The Fighting Irish conclude their season with a 28-10-2 record. They won the Big 10 Conference Regular Season and Postseason Championship in their first season in the conference. Jeff Jackson’s squad rode strong late game performances to the program’s fourth Frozen Four and second National Championship Game. Jackson was disappointed after the program’s second straight loss in the Frozen Four but kept optimistic for his program’s future.

“This group was unbelievable,” Jackson said. “I mean, they were relentless. They were resilient. We had great leadership. I feel awful for our seniors. They did a heck of a job all season long. We still walked away with two trophies and played in the national championship game. So there’s a lot to be said for what they accomplished this year. They had a 16-game winning streak. We had a great year in the Big Ten. We ran into a better team tonight, and we have to respect that. We’ll get started all over again. It’s a continuous cycle for us as coaches. Sometimes it’s different people. But I’m not going to look that far in the future right now. I want to embrace these kids that we have here and what they accomplished.”

Seniors Tony Bretzman, Luke Ripley, Dawson Cook, Bo Brauer, Justin Wade, Alternate Captain Jordan Gross, and Captain Jake Evans conclude their Notre Dame careers with a Conference Regular Season and Tournament Crown, three NCAA Tournament appearances, two Frozen Fours, and a National Title Game appearance.

Mike Richter Award Winning goaltender Cale Morris recorded 33 saves on 35 shots faced.

Duluth concludes their year with a 25-16-3 record and an unexpected National Championship. Head Coach Scott Sandelin was proud of his team after their greatest triumph.

“Couldn’t be more proud of our team,” Sandelin said. “These guys battled and grew together. This one’s just as special as the first Championship win. I’m just happy for these guys. They get to go out with a win. It’s pretty remarkable what these guys did to win a National Championship.”

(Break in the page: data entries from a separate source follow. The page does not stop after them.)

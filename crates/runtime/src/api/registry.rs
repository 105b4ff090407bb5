//! Name-to-identity resolution for competitors.
//!
//! Callers request bouts by display name; the ledger only knows
//! [`CompetitorId`]s. Lookups are case-insensitive and ignore surrounding
//! whitespace.

use std::collections::HashMap;

use fight_core::CompetitorId;

#[derive(Clone, Debug)]
struct Entry {
    name: String,
    id: CompetitorId,
}

/// Registered competitors, keyed by normalized name.
#[derive(Clone, Debug, Default)]
pub struct CompetitorRegistry {
    by_name: HashMap<String, Entry>,
}

impl CompetitorRegistry {
    pub fn new() -> Self {
        Self::default()
    }

    /// Register `name` as `id`, replacing any previous binding for the name.
    pub fn register(&mut self, name: impl Into<String>, id: CompetitorId) {
        let name = name.into().trim().to_owned();
        self.by_name.insert(normalize(&name), Entry { name, id });
    }

    pub fn with(mut self, name: impl Into<String>, id: CompetitorId) -> Self {
        self.register(name, id);
        self
    }

    /// Canonical display name and identity for `name`.
    pub fn resolve(&self, name: &str) -> Option<(&str, &CompetitorId)> {
        self.by_name
            .get(&normalize(name))
            .map(|entry| (entry.name.as_str(), &entry.id))
    }

    pub fn name_of(&self, id: &CompetitorId) -> Option<&str> {
        self.by_name
            .values()
            .find(|entry| &entry.id == id)
            .map(|entry| entry.name.as_str())
    }

    /// All registered display names, sorted.
    pub fn names(&self) -> Vec<String> {
        let mut names: Vec<String> = self.by_name.values().map(|e| e.name.clone()).collect();
        names.sort();
        names
    }

    pub fn len(&self) -> usize {
        self.by_name.len()
    }

    pub fn is_empty(&self) -> bool {
        self.by_name.is_empty()
    }
}

fn normalize(name: &str) -> String {
    name.trim().to_lowercase()
}
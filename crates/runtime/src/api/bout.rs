//! Bout requests and reports exchanged through [`super::RuntimeHandle`].
use std::time::Duration;

use fight_core::{Commitment, CompetitorId, FightResult, Seed, Side};
use ledger_core::{FightId, PoolId};
use serde::{Deserialize, Serialize};

use crate::types::BoutId;

/// Request to run one bout between two registered competitors.
#[derive(Debug, Clone, PartialEq, Eq)]
pub struct BoutRequest {
    pub competitor_a: String,
    pub competitor_b: String,
    /// How long the pool stays open for wagers. Zero skips the wait.
    pub betting_window: Duration,
}

impl BoutRequest {
    pub fn new(competitor_a: impl Into<String>, competitor_b: impl Into<String>) -> Self {
        Self {
            competitor_a: competitor_a.into(),
            competitor_b: competitor_b.into(),
            betting_window: Duration::ZERO,
        }
    }

    pub fn with_betting_window(mut self, window: Duration) -> Self {
        self.betting_window = window;
        self
    }

    pub fn with_betting_minutes(self, minutes: u64) -> Self {
        self.with_betting_window(Duration::from_secs(minutes * 60))
    }
}

/// Post-fight lines, one per corner.
#[derive(Debug, Clone, Default, PartialEq, Eq, Serialize, Deserialize)]
pub struct Reactions {
    pub winner: String,
    pub loser: String,
}

/// Everything a caller needs to audit a finished bout.
///
/// `seed` hashes to `commitment`, and replaying the simulator with `seed`
/// reproduces `result` exactly.
#[derive(Debug, Clone, PartialEq, Eq, Serialize, Deserialize)]
pub struct BoutReport {
    pub bout_id: BoutId,
    /// Display names of (A, B).
    pub names: [String; 2],
    pub competitor_a: CompetitorId,
    pub competitor_b: CompetitorId,
    pub pool_id: PoolId,
    pub fight_id: FightId,
    pub commitment: Commitment,
    pub seed: Seed,
    pub result: FightResult,
    /// Pregame lines of (A, B). Empty when narration failed.
    pub pregame_lines: [String; 2],
    pub reactions: Reactions,
}

impl BoutReport {
    pub fn winner_name(&self) -> &str {
        self.name_of(self.result.winning_side)
    }

    pub fn loser_name(&self) -> &str {
        self.name_of(self.result.winning_side.opponent())
    }

    fn name_of(&self, side: Side) -> &str {
        match side {
            Side::A => &self.names[0],
            Side::B => &self.names[1],
        }
    }
}
#[tokio::test(start_paused = true)]
async fn bout_without_bets_is_cancelled() {
    let ledger = unfunded_ledger();
    let runtime = runtime(&ledger, instant_config());
    let handle = runtime.handle();
    let mut feed = handle.subscribe(None);

    let err = handle
        .run_bout(request("Alpha", "Bravo"))
        .await
        .unwrap_err();

    assert_eq!(err.kind(), ErrorKind::NoBets);
    assert!(err.to_string().contains("no bets placed - fight skipped"));

    assert_eq!(
        ledger.calls(),
        vec![
            LedgerOp::CreatePool,
            LedgerOp::ClosePool,
            LedgerOp::GetPool,
            LedgerOp::CancelPool,
        ]
    );
    assert_eq!(ledger.call_count(LedgerOp::CreateFight), 0);
    assert_eq!(ledger.call_count(LedgerOp::CommitSeed), 0);

    let items = collect_until_terminal(&mut feed).await;
    assert_eq!(progress_stages(&items).last(), Some(&Stage::Cancelled));
    assert!(
        items
            .iter()
            .filter_map(FeedItem::event)
            .all(|e| matches!(e, LiveEvent::Progress(_)))
    );

    let latest = handle.observations(1);
    assert_eq!(latest[0].kind, ObservationKind::PoolCancelled);
    assert!(handle.status().is_idle());
}

#[tokio::test(start_paused = true)]
async fn stake_placed_during_window_lets_bout_proceed() {
    let ledger = unfunded_ledger();
    let runtime = runtime(&ledger, instant_config());
    let handle = runtime.handle();

    let bout = tokio::spawn({
        let handle = handle.clone();
        async move {
            handle
                .run_bout(request("Alpha", "Bravo").with_betting_window(Duration::from_secs(30)))
                .await
        }
    });

    let mut in_flight = handle.watch_in_flight();
    in_flight
        .wait_for(|bout| bout.as_ref().is_some_and(|b| b.stage == Stage::WaitingForBets))
        .await
        .unwrap();
    let pool_id = handle.status().in_flight.unwrap().pool_id.unwrap();
    ledger.place_stake(pool_id, Side::B, 25).unwrap();

    let report = bout.await.unwrap().unwrap();
    assert_eq!(report.pool_id, pool_id);
    assert_eq!(ledger.pool(pool_id).unwrap().total_stake_b, 25);
}

#[tokio::test(start_paused = true)]
async fn unknown_competitor_touches_no_ledger() {
    let ledger = funded_ledger();
    let runtime = runtime(&ledger, instant_config());
    let handle = runtime.handle();

    let err = handle
        .run_bout(request("Alpha", "Nobody"))
        .await
        .unwrap_err();

    assert!(matches!(err, BoutError::UnknownCompetitor { ref name } if name == "Nobody"));
    assert_eq!(err.kind(), ErrorKind::Validation);
    assert!(ledger.calls().is_empty());
    assert!(handle.distributor().tracked_bouts().is_empty());
}

#[tokio::test(start_paused = true)]
async fn competitor_cannot_fight_itself() {
    let ledger = funded_ledger();
    let runtime = runtime(&ledger, instant_config());

    let err = runtime
        .handle()
        .run_bout(request("Alpha", "alpha"))
        .await
        .unwrap_err();

    assert!(matches!(err, BoutError::SameCompetitor { .. }));
    assert!(ledger.calls().is_empty());
}

#[tokio::test(start_paused = true)]
async fn ledger_failure_fails_bout_and_clears_status() {
    let ledger = funded_ledger();
    ledger.fail_on(
        LedgerOp::CreateFight,
        LedgerError::Network("rpc unreachable".into()),
    );
    let runtime = runtime(&ledger, instant_config());
    let handle = runtime.handle();

    let err = handle
        .run_bout(request("Charlie", "Delta"))
        .await
        .unwrap_err();

    assert_eq!(err.kind(), ErrorKind::Ledger);
    assert!(matches!(
        err,
        BoutError::Ledger {
            stage: Stage::CreatingFight,
            op: LedgerOp::CreateFight,
            ..
        }
    ));
    assert!(handle.status().is_idle());

    let latest = &handle.observations(1)[0];
    assert_eq!(latest.kind, ObservationKind::Error);
    assert!(latest.message.contains("rpc unreachable"));

    let state = &handle.distributor().snapshot(None)[0];
    assert_eq!(state.latest_progress().unwrap().stage, Stage::Failed);
    assert!(state.start().is_none());
    assert_eq!(ledger.call_count(LedgerOp::CommitSeed), 0);
}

The Bulldogs won their second National Title of the decade. The only other team to do so this decade is Boston College. The first Bulldog championship was in 2011, also decided at the Xcel Energy Center in St. Paul. Duluth only allowed 20 Notre Dame shots, blocking 21 before Shepard saw it. For his part, Shepard stopped 19 of the 20 Irish shots. Duluth is the third consecutive NCHC team to win the National Championship.

Left winger Blake Young was particularly emotional. A native of Battleford, Saskatchewan, he played with inspiration following the Humboldt tragedy.

“It was definitely on my mind all of last night and all of today. And just told myself to go out there and lay it on the line for those guys who can’t anymore,” Young said.” I found out with my mom last night. It’s tough because Saskatchewan is such a tight-knit group of people, small communities, everyone knows everyone. Your heart aches when you hear news like that. I was fortunate enough to play with some of those guys on that team. It was definitely on my mind all of last night and all of today. And just told myself to go out there and lay it on the line for those guys who can’t anymore.”

Seniors Avery Peterson, Nick McCormack, Sammy Spurrell, Blake Young, Jared Thomas, and Captain Karson Kuhlman conclude their Duluth careers with a Conference Tournament crown, two Frozen Four appearances, two National Championship Game appearances, and the Bulldog’s second National Championship.